After The Beatles finally parted ways in 1970, the media sensationalised the tensions between the members. Of course, during the recording of the band’s final two albums, Abbey Road and Let It Be, there were significant power struggles within the band. Most notably, a rift appeared to widen between George Harrison and Paul McCartney in the closing months of the band’s time together.
When the band’s beloved manager Brian Epstein tragically passed away in August 1967, Paul McCartney assumed the vacant managerial role on sufferance. As shown in Peter Jackson’s spectacular fly-on-the-wall documentary of 2021, The Beatles: Get Back, McCartney was the dominant creative force within the Beatles throughout their final two albums. John Lennon’s focus shifted increasingly towards his relationship with Yoko Ono, while Harrison struggled to get a song in edgeways.
Despite this apparent rift between Harrison and McCartney towards the end of the ’60s, the pair rekindled a friendship and returned to each other’s fond thoughts. While McCartney was somewhat forceful with his ideas and harshly critical of Harrison’s, his favourite songs of his bandmate surfaced during the Get Back sessions.
Abbey Road, The Beatles’ penultimate album of 1969, was home to two Harrison compositions, ‘Something’ and ‘Here Comes the Sun’. Alongside ‘While My Guitar Gently Weeps’ from the previous self-titled album, they are considered Harrison’s finest songwriting contributions to The Beatles oeuvre.
In 2020, at the height of the Covid-19 pandemic, McCartney was asked what his favourite Harrison composition was during a Reddit AMA session. “‘Here Comes The Sun’,” he replied. “It is a brilliant song and the kind of song that’s really good in times like these”.
Over the years, McCartney has also shown love for ‘Something’, frequently including it in his solo repertoire. During his recent live shows, McCartney has played ‘Something’ using a ukulele that Harrison once gave him. “I was round at his house one day,” McCartney said, announcing the song at Glastonbury in 2022. “We were sitting there just jamming, and I said to him, ‘I’ve learned one of your songs on the ukulele. So we played it together that day, and we’d like to play it for you now.”
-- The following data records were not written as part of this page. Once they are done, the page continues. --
//! Common test utilities
//!
//! Mock sources and registry fixtures shared across the test modules.

use std::sync::Arc;
use std::sync::atomic::{AtomicU32, Ordering};
use std::time::Duration;

use async_trait::async_trait;
use hakken::prelude::*;

/// A scriptable in-memory source for exercising the aggregation pipeline.
///
/// Behavior knobs: canned search results and episodes, an artificial delay,
/// a fixed failure kind, or a number of transient failures to throw before
/// succeeding. Every `search` invocation is counted so retry behavior can
/// be asserted.
pub struct MockSource {
    name: String,
    delay: Duration,
    results: Vec<SearchResult>,
    episodes: Vec<Episode>,
    fail: Option<FailureKind>,
    flaky_failures: u32,
    calls: AtomicU32,
    healthy: bool,
}

#[allow(dead_code)]
impl MockSource {
    pub fn new(name: &str) -> Self {
        Self {
            name: name.to_string(),
            delay: Duration::ZERO,
            results: Vec::new(),
            episodes: Vec::new(),
            fail: None,
            flaky_failures: 0,
            calls: AtomicU32::new(0),
            healthy: true,
        }
    }

    /// Returns canned results with the given titles.
    pub fn with_titles(mut self, titles: &[&str]) -> Self {
        self.results = titles.iter().map(|t| result(t, &self.name)).collect();
        self
    }

    pub fn with_results(mut self, results: Vec<SearchResult>) -> Self {
        self.results = results;
        self
    }

    pub fn with_episodes(mut self, episodes: Vec<Episode>) -> Self {
        self.episodes = episodes;
        self
    }

    /// Sleeps this long before answering any operation.
    pub fn with_delay(mut self, delay: Duration) -> Self {
        self.delay = delay;
        self
    }

    /// Fails every operation with the given classification.
    pub fn failing(mut self, kind: FailureKind) -> Self {
        self.fail = Some(kind);
        self
    }

    /// Fails transiently this many times, then succeeds.
    pub fn flaky(mut self, failures: u32) -> Self {
        self.flaky_failures = failures;
        self
    }

    pub fn unhealthy(mut self) -> Self {
        self.healthy = false;
        self
    }

    /// Number of `search` invocations so far.
    pub fn calls(&self) -> u32 {
        self.calls.load(Ordering::SeqCst)
    }

    fn check_failure(&self, attempt: u32) -> Result<()> {
        match self.fail {
            Some(FailureKind::Transient) => Err(Error::transient(&self.name, "mock transient")),
            Some(FailureKind::Permanent) => Err(Error::permanent(&self.name, "mock permanent")),
            None if attempt < self.flaky_failures => {
                Err(Error::transient(&self.name, "mock flake"))
            }
            None => Ok(()),
        }
    }
}

#[async_trait]
impl Source for MockSource {
    fn name(&self) -> &str {
        &self.name
    }

    fn base_url(&self) -> &str {
        "https://mock.example"
    }

    async fn search(&self, _params: SearchParams) -> Result<Vec<SearchResult>> {
        let attempt = self.calls.fetch_add(1, Ordering::SeqCst);
        if !self.delay.is_zero() {
            tokio::time::sleep(self.delay).await;
        }
        self.check_failure(attempt)?;
        Ok(self.results.clone())
    }

    async fn episodes(&self, _title_url: &str) -> Result<Vec<Episode>> {
        if !self.delay.is_zero() {
            tokio::time::sleep(self.delay).await;
        }
        self.check_failure(u32::MAX)?;
        Ok(self.episodes.clone())
    }

    async fn resolve(&self, episode: &Episode, quality: Quality) -> Result<String> {
        if !self.delay.is_zero() {
            tokio::time::sleep(self.delay).await;
        }
        self.check_failure(u32::MAX)?;
        if !episode.has_quality(quality) {
            return Err(Error::QualityUnavailable {
                quality,
                episode: episode.number,
            });
        }
        Ok(format!("{}&quality={}", episode.url, quality))
    }

    async fn health_check(&self) -> bool {
        self.healthy
    }
}

/// Builds a search result owned by `source`.
#[allow(dead_code)]
pub fn result(title: &str, source: &str) -> SearchResult {
    SearchResult {
        title: title.to_string(),
        url: format!(
            "https://{}.example/anime/{}",
            source,
            title.to_lowercase().replace(' ', "-")
        ),
        source: source.to_string(),
        episode_count: None,
        description: None,
        thumbnail: None,
        year: None,
        genres: vec![],
        rating: None,
    }
}

/// Builds an episode owned by `source`.
#[allow(dead_code)]
pub fn episode(number: u32, source: &str) -> Episode {
    Episode {
        number,
        title: format!("Episode {}", number),
        url: format!("https://{}.example/watch/show?ep={}", source, number),
        source: source.to_string(),
        qualities: vec![Quality::Q480, Quality::Q720, Quality::Q1080],
        duration: Some("24:00".to_string()),
        thumbnail: None,
        air_date: None,
        filler: false,
    }
}

/// Builds a registry from `(mock, priority)` pairs, all enabled.
///
/// Each factory hands out the same shared instance, so per-mock state
/// (call counters) survives reloads and is observable from the test.
#[allow(dead_code)]
pub fn registry_with(mocks: Vec<(MockSource, u32)>) -> (Arc<SourceRegistry>, Vec<Arc<MockSource>>) {
    let registry = SourceRegistry::new();
    let mut entries = Vec::new();
    let mut shared = Vec::new();

    for (mock, priority) in mocks {
        let name = mock.name().to_string();
        let instance = Arc::new(mock);
        shared.push(instance.clone());

        let for_factory = instance.clone();
        registry.register(name.clone(), move |_| {
            Ok(for_factory.clone() as Arc<dyn Source>)
        });
        entries.push(SourceEntry::new(name).with_priority(priority));
    }

    registry.load(entries);
    (Arc::new(registry), shared)
}
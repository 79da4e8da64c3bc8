//! Retry policy with exponential backoff and a hard deadline.
//!
//! [`RetryPolicy`] wraps a single adapter invocation: transient failures are
//! retried with exponential backoff, permanent failures are returned
//! immediately, and the whole attempt loop races against one deadline. The
//! deadline is a hard ceiling on *total* attempt time, not per-attempt time,
//! so a source cannot consume more than its share of a query no matter how
//! many retries remain.
//!
//! Cancellation is drop-based: when the caller drops the future returned by
//! [`RetryPolicy::run`] (the aggregation engine does this when a query is
//! cancelled), any in-flight attempt or backoff sleep aborts at its next
//! suspension point rather than running to completion.
//!
//! # Examples
//!
//! ```rust
//! use std::time::Duration;
//! use hakken::retry::RetryPolicy;
//! use hakken::error::Result;
//!
//! # async fn example() -> Result<()> {
//! let policy = RetryPolicy::new(3)
//!     .with_base_delay(Duration::from_millis(250))
//!     .with_max_delay(Duration::from_secs(4));
//!
//! let value = policy
//!     .run(Duration::from_secs(10), || async { Ok::<_, hakken::Error>(42) })
//!     .await?;
//! assert_eq!(value, 42);
//! # Ok(())
//! # }
//! ```

use std::future::Future;
use std::time::Duration;

use crate::error::{Error, Result};

/// Bounded retry with exponential backoff.
///
/// The delay before retry attempt `n` is `base_delay * 2^n`, capped at
/// `max_delay`. Only failures classified transient by
/// [`Error::kind`](crate::Error::kind) are retried.
#[derive(Debug, Clone)]
pub struct RetryPolicy {
    max_retries: u32,
    base_delay: Duration,
    max_delay: Duration,
}

impl Default for RetryPolicy {
    /// Three retries, 500ms base delay, 8s cap.
    fn default() -> Self {
        Self {
            max_retries: 3,
            base_delay: Duration::from_millis(500),
            max_delay: Duration::from_secs(8),
        }
    }
}

impl RetryPolicy {
    /// Creates a policy with the given retry budget and default delays.
    pub fn new(max_retries: u32) -> Self {
        Self {
            max_retries,
            ..Default::default()
        }
    }

    /// Sets the base delay used for the first backoff sleep.
    pub fn with_base_delay(mut self, delay: Duration) -> Self {
        self.base_delay = delay;
        self
    }

    /// Sets the upper bound on any single backoff sleep.
    pub fn with_max_delay(mut self, delay: Duration) -> Self {
        self.max_delay = delay;
        self
    }

    /// Returns the configured retry budget.
    pub fn max_retries(&self) -> u32 {
        self.max_retries
    }

    /// Returns the backoff delay before retry attempt `attempt` (0-based).
    pub fn backoff(&self, attempt: u32) -> Duration {
        let factor = 2u32.saturating_pow(attempt);
        self.base_delay
            .saturating_mul(factor)
            .min(self.max_delay)
    }

    /// Runs `op` with retries, bounded by `deadline` of total wall-clock time.
    ///
    /// `op` is invoked once per attempt. Transient failures sleep for the
    /// backoff delay and retry until the budget is exhausted; permanent
    /// failures return immediately. If `deadline` elapses, mid-attempt or
    /// mid-backoff, the result is [`Error::Timeout`], regardless of how
    /// many retries were left.
    pub async fn run<T, F, Fut>(&self, deadline: Duration, op: F) -> Result<T>
    where
        F: Fn() -> Fut,
        Fut: Future<Output = Result<T>>,
    {
        let attempts = async {
            let mut attempt = 0;
            loop {
                match op().await {
                    Ok(value) => return Ok(value),
                    Err(e) if e.is_transient() && attempt < self.max_retries => {
                        tokio::time::sleep(self.backoff(attempt)).await;
                        attempt += 1;
                    }
                    Err(e) => return Err(e),
                }
            }
        };

        match tokio::time::timeout(deadline, attempts).await {
            Ok(result) => result,
            Err(_) => Err(Error::Timeout(deadline)),
        }
    }
}

#[cfg(test)]
mod tests {
    use super::*;
    use std::sync::atomic::{AtomicU32, Ordering};

    #[test]
    fn backoff_doubles_and_caps() {
        let policy = RetryPolicy::new(10)
            .with_base_delay(Duration::from_millis(100))
            .with_max_delay(Duration::from_millis(600));

        assert_eq!(policy.backoff(0), Duration::from_millis(100));
        assert_eq!(policy.backoff(1), Duration::from_millis(200));
        assert_eq!(policy.backoff(2), Duration::from_millis(400));
        assert_eq!(policy.backoff(3), Duration::from_millis(600));
        assert_eq!(policy.backoff(9), Duration::from_millis(600));
    }

    #[tokio::test(start_paused = true)]
    async fn retries_transient_until_success() {
        let calls = AtomicU32::new(0);
        let policy = RetryPolicy::new(3);

        let result = policy
            .run(Duration::from_secs(60), || async {
                if calls.fetch_add(1, Ordering::SeqCst) < 2 {
                    Err(Error::transient("mock", "flaky"))
                } else {
                    Ok("ok")
                }
            })
            .await;

        assert_eq!(result.unwrap(), "ok");
        assert_eq!(calls.load(Ordering::SeqCst), 3);
    }

    #[tokio::test(start_paused = true)]
    async fn permanent_failures_are_not_retried() {
        let calls = AtomicU32::new(0);
        let policy = RetryPolicy::new(5);

        let result: Result<()> = policy
            .run(Duration::from_secs(60), || async {
                calls.fetch_add(1, Ordering::SeqCst);
                Err(Error::permanent("mock", "gone"))
            })
            .await;

        assert!(result.is_err());
        assert_eq!(calls.load(Ordering::SeqCst), 1);
    }

    #[tokio::test(start_paused = true)]
    async fn deadline_beats_remaining_retries() {
        let policy = RetryPolicy::new(u32::MAX).with_base_delay(Duration::from_millis(100));

        let result: Result<()> = policy
            .run(Duration::from_millis(350), || async {
                Err(Error::transient("mock", "always down"))
            })
            .await;

        assert!(result.unwrap_err().is_timeout());
    }
}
Another Harrison-penned Beatles song that McCartney is particularly fond of is ‘Taxman’, the opening track on the band’s 1966 masterpiece Revolver. Harrison wrote the lyrics and the main structure, but McCartney conceived the iconic guitar solo. “I liked ‘Taxman’ just because of what it was. It was really my first voyage into feedback,” McCartney told Guitar Player magazine in 1990. “I got the guitar and was playing around in the studio with the feedback and stuff. So I said to George, ‘Maybe you could play it like this.’”
“I can’t quite remember how it happened that I played it,” he continued. “But it was probably one of those times when somebody says, ‘Well, why don’t you do it then?’ George was generally a little more restrained in his guitar playing. He wasn’t into heavy feedback. When people say, “Great solo on ‘Taxman’, I don’t think he’s too pleased to have to say, “Well, that was Paul, actually.”